:: EXERCISE DIRECTIONS ::
Beginning with the first entry, set down each one exactly as shown.

★ ★ ★

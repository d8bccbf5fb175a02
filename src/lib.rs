//! RelaySync library
//!
//! Remote-to-remote transfer pipeline: jobs are accepted over a line-based
//! control service, copied between SSH endpoints by a background worker, and
//! reconciled against persisted state once a second.

pub mod broadcast;
pub mod config;
pub mod dispatch;
pub mod error;
pub mod job;
pub mod progress;
pub mod reconcile;
pub mod server;
pub mod ssh;
pub mod strategy;
pub mod worker;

★ ★ ★

:: OUTPUT OF THE TASK ::
repository d8bccbf5fb175a02
filename src/lib.rs
//! RelaySync library
//!
//! Remote-to-remote transfer pipeline: jobs are accepted over a line-based
//! control service, copied between SSH endpoints by a background worker, and
//! reconciled against persisted state once a second.

pub mod broadcast;
pub mod config;
pub mod dispatch;
pub mod error;
pub mod job;
pub mod progress;
pub mod reconcile;
pub mod server;
pub mod ssh;
pub mod strategy;
pub mod worker;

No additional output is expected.